According to Austin, "you have to find a place that feeds you- creatively, socially, spiritually, and literally." And when you find those people who can give you perspective that reaches beyond the mindset you use at work each day, you become stronger and more fulfilled. Speaking for myself, the best parts of my days, evenings, and weekends are when I get to spend time with people who don't do what I do. Their fresh perspectives remind me of a world outside myself, and their take on challenges I'm be facing provides insight that I may not always see from my entrenched stead in the "muck" of the issue.
Don't [write] what you know, [write] what you like. In addition to my day job and my work on this blog, I'm also a blogger and writer in my own right. Very little of my writing comes from things that I've developed expertise in or was educated to do. Rather, I write about things I enjoy. Things that make me laugh. Things that my friends show me. Things that provide an outlet to the work I do during normal work hours. As you move into sharing your opinions in the office, and taking on new projects or initiatives, it can be helpful to approach these projects using the strategies that you learned in school. But, within reason, you can also choose to attack them in a manner that best works for you, a way that feels good. Of course, I would never advocate for skirting procedures set forth by your company- creativity isn't always appreciated in fields like medicine, accounting, or engineering. However, the rigidity of such fields is all the more reason to let your personal interests and abilities shine in those rare moments where it is deemed appropriate.
"Don't worry about unity from piece to piece- what unifies all of your work is the fact that you make it." This could be my favorite line of the whole book. Tradition, education, and social norms dictate that we choose one path- when you finish school, you'll be a writer. Or a doctor. Or a teacher. But Austin says that not only can we be several things at once, but we shouldn't worry about what others think of that. Jeff Haden of Inc. echoes this sentiment in his piece "Why We Should All Be an 'And'":
To most people, “specialization” indicates accomplishment and success. The opposite is true. You, me we’re too good to specialize. None of us is one “thing.” All of us possess a variety of skills – including skills we aren't using.
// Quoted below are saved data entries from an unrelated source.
fn main() -> ExitCode {
    let cli = Cli::parse();

    init_tracing(cli.verbose, cli.quiet);

    let base_dir = resolve_base_dir(cli.base_dir);
    tracing::debug!(base_dir = %base_dir.display(), "resolved base directory");

    let mut out = report_writer(cli.quiet);

    let result = match cli.command {
        Some(Commands::Build {
            books,
            categories,
            out_dir,
            unmatched,
            strict_rows,
        }) => handle_build(
            &base_dir,
            books.as_deref(),
            categories.as_deref(),
            out_dir.as_deref(),
            unmatched,
            strict_rows,
            &mut out,
        ),
        Some(Commands::Convert {
            input,
            output,
            strict_rows,
        }) => handle_convert(
            &base_dir,
            input.as_deref(),
            output.as_deref(),
            strict_rows,
            &mut out,
        ),
        Some(Commands::Validate {
            out_dir,
            json,
            strict,
        }) => handle_validate(&base_dir, out_dir.as_deref(), json, strict, &mut out),
        Some(Commands::Config { action }) => handle_config(action, &base_dir),
        Some(Commands::Completions { shell }) => {
            handle_completions(shell);
            Ok(())
        }
        None => {
            Cli::command().print_help().ok();
            Ok(())
        }
    };

    match result {
        Ok(()) => ExitCode::SUCCESS,
        Err(e) => {
            eprintln!("{} {}", "[ERROR]".red().bold(), e);
            ExitCode::from(e.exit_code() as u8)
        }
    }
}

/// `RUST_LOG` wins; otherwise the level follows -v / -q
fn init_tracing(verbose: bool, quiet: bool) {
    let level = if quiet {
        "error"
    } else if verbose {
        "debug"
    } else {
        "warn"
    };

    let filter = EnvFilter::try_from_default_env().unwrap_or_else(|_| {
        EnvFilter::new(format!("book_catalog_core={level},book_catalog={level}"))
    });

    tracing_subscriber::fmt()
        .with_env_filter(filter)
        .with_writer(io::stderr)
        .with_target(false)
        .init();
}

/// Where build, convert and validate reports go: stdout, or nowhere under -q
fn report_writer(quiet: bool) -> Box<dyn Write> {
    if quiet {
        Box::new(io::sink())
    } else {
        Box::new(io::stdout())
    }
}

fn handle_completions(shell: Shell) {
    let mut cmd = Cli::command();
    let shell = match shell {
        Shell::Bash => clap_complete::Shell::Bash,
        Shell::Zsh => clap_complete::Shell::Zsh,
        Shell::Fish => clap_complete::Shell::Fish,
        Shell::PowerShell => clap_complete::Shell::PowerShell,
        Shell::Elvish => clap_complete::Shell::Elvish,
    };
    generate(shell, &mut cmd, "book-catalog", &mut io::stdout());
}

fn resolve_base_dir(cli_base: Option<PathBuf>) -> PathBuf {
    if let Some(base) = cli_base {
        return base;
    }

    if let Ok(base) = std::env::var("BOOK_CATALOG_BASE") {
        return PathBuf::from(base);
    }

    PathBuf::from(".")
}

/// Output locations from config, with `out_dir` replacing `paths.output_dir`
fn output_paths(config: &Config, base_dir: &Path, out_dir: Option<&Path>) -> OutputPaths {
    match out_dir {
        Some(dir) => OutputPaths::new(
            resolve(base_dir, dir),
            &config.paths.books_json,
            &config.paths.categorized_json,
        ),
        None => config.output_paths(base_dir),
    }
}

fn row_policy(config: &Config, strict_rows: bool) -> MalformedRowPolicy {
    if strict_rows {
        MalformedRowPolicy::Error
    } else {
        config.loader.malformed_rows
    }
}

fn handle_build(
    base_dir: &Path,
    books: Option<&Path>,
    categories: Option<&Path>,
    out_dir: Option<&Path>,
    unmatched: Option<Unmatched>,
    strict_rows: bool,
    out: &mut dyn Write,
) -> Result<()> {
    let config = Config::load(base_dir)?;

    let books_path = books
        .map(|p| resolve(base_dir, p))
        .unwrap_or_else(|| config.books_csv(base_dir));
    let categories_path = categories
        .map(|p| resolve(base_dir, p))
        .unwrap_or_else(|| config.categories_csv(base_dir));
    let paths = output_paths(&config, base_dir, out_dir);

    let mut categorizer = Categorizer::from_config(&config.categorize);
    if let Some(policy) = unmatched {
        categorizer = categorizer.with_policy(match policy {
            Unmatched::Drop => UnmatchedPolicy::Drop,
            Unmatched::Bucket => UnmatchedPolicy::Bucket,
            Unmatched::Error => UnmatchedPolicy::Error,
        });
    }

    let loader = Loader::new(row_policy(&config, strict_rows));
    let (table, category_report) = loader.load_categories(&categories_path)?;
    let (books, book_report) = loader.load_books(&books_path, BookLayout::Headed)?;

    let (catalog, outcome) = Catalog::build(books, table, &categorizer)?;
    let written = catalog.write(&paths)?;

    writeln!(out)?;
    write_load(out, "Categories", &categories_path, &category_report)?;
    write_load(out, "Books", &books_path, &book_report)?;
    writeln!(out)?;

    if outcome.sentinel_applied {
        writeln!(
            out,
            "Filed '{}' under '{}'",
            config.categorize.sentinel_book_id.cyan(),
            config.categorize.sentinel_category.cyan()
        )?;
    }
    if !outcome.unmatched.is_empty() {
        let action = match outcome.policy {
            UnmatchedPolicy::Bucket => {
                format!("collected in '{}'", config.categorize.bucket_name)
            }
            _ => "left out of every category".to_string(),
        };
        writeln!(
            out,
            "{} {} books match no category ({})",
            "Warning:".yellow(),
            outcome.unmatched.len(),
            action
        )?;
        let limit = config.report.preview_limit;
        let (shown, rest) = preview(&outcome.unmatched, limit);
        for book in shown {
            writeln!(out, "  - {} ({}): '{}'", book.title, book.id, book.category_name)?;
        }
        if rest > 0 {
            writeln!(out, "  ... and {} more", rest)?;
        }
    }

    writeln!(out)?;
    for info in &written {
        write_saved(out, info)?;
    }
    writeln!(out)?;
    writeln!(
        out,
        "Generated {} categories, processed {} books",
        catalog.categories.len(),
        catalog.books.len()
    )?;

    Ok(())
}

fn handle_convert(
    base_dir: &Path,
    input: Option<&Path>,
    output: Option<&Path>,
    strict_rows: bool,
    out: &mut dyn Write,
) -> Result<()> {
    let config = Config::load(base_dir)?;

    let input_path = input
        .map(|p| resolve(base_dir, p))
        .unwrap_or_else(|| config.convert_csv(base_dir));
    let output_path = output
        .map(|p| resolve(base_dir, p))
        .unwrap_or_else(|| config.output_paths(base_dir).books);

    let loader = Loader::new(row_policy(&config, strict_rows));
    let (books, report) = loader.load_books(&input_path, BookLayout::Positional)?;
    let info = write_books(&output_path, &books)?;

    writeln!(out)?;
    write_load(out, "Books", &input_path, &report)?;
    write_saved(out, &info)?;
    writeln!(out)?;
    writeln!(out, "Converted {} records", books.len())?;

    Ok(())
}

fn handle_validate(
    base_dir: &Path,
    out_dir: Option<&Path>,
    json: bool,
    strict: bool,
    out: &mut dyn Write,
) -> Result<()> {
    let config = Config::load(base_dir)?;
    let paths = output_paths(&config, base_dir, out_dir);

    let catalog = Catalog::read(&paths)?;
    let report = catalog.validate();

    if json {
        writeln!(out, "{}", serde_json::to_string_pretty(&report)?)?;
    } else {
        write_report(out, &report, config.report.preview_limit)?;
        writeln!(out)?;
        writeln!(out, "File information:")?;
        for path in [&paths.books, &paths.categorized] {
            write_saved(out, &OutputFileInfo::from_path(path)?)?;
        }
    }

    if strict {
        report.ensure_clean()?;
    }
    Ok(())
}

fn write_load(
    out: &mut dyn Write,
    label: &str,
    path: &Path,
    report: &LoadReport,
) -> io::Result<()> {
    write!(
        out,
        "{} {} rows from {}",
        format!("{}:", label).green(),
        report.rows_loaded(),
        path.display()
    )?;
    if report.rows_skipped > 0 {
        write!(
            out,
            " ({} malformed rows skipped)",
            report.rows_skipped.to_string().yellow()
        )?;
    }
    writeln!(out)
}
And no matter how successful we are in one pursuit, we all have other skills we would enjoy developing and using. Regardless of how fulfilling a current business or job may be, we all have other things we would enjoy doing too… especially if we got paid to do them.
To refer back to the TSM article I linked to at the beginning of this piece, this idea of specialization was what bothered me most. In the mind of the young woman who wrote that piece, being able to enjoy life, be responsible, AND be a professional were mutually exclusive. You could be one OR the other, and being the latter meant that the former simply had to disappear. Being an "and," as Jeff puts it, keeps us vital. It prevents us from getting bored. And it allows our many pursuits to inform one another, making us stronger workers, friends, and people. Being an "and" is the best way to steal from yourself- do what you love, however many things that may be, and let it make you strong in all that you do.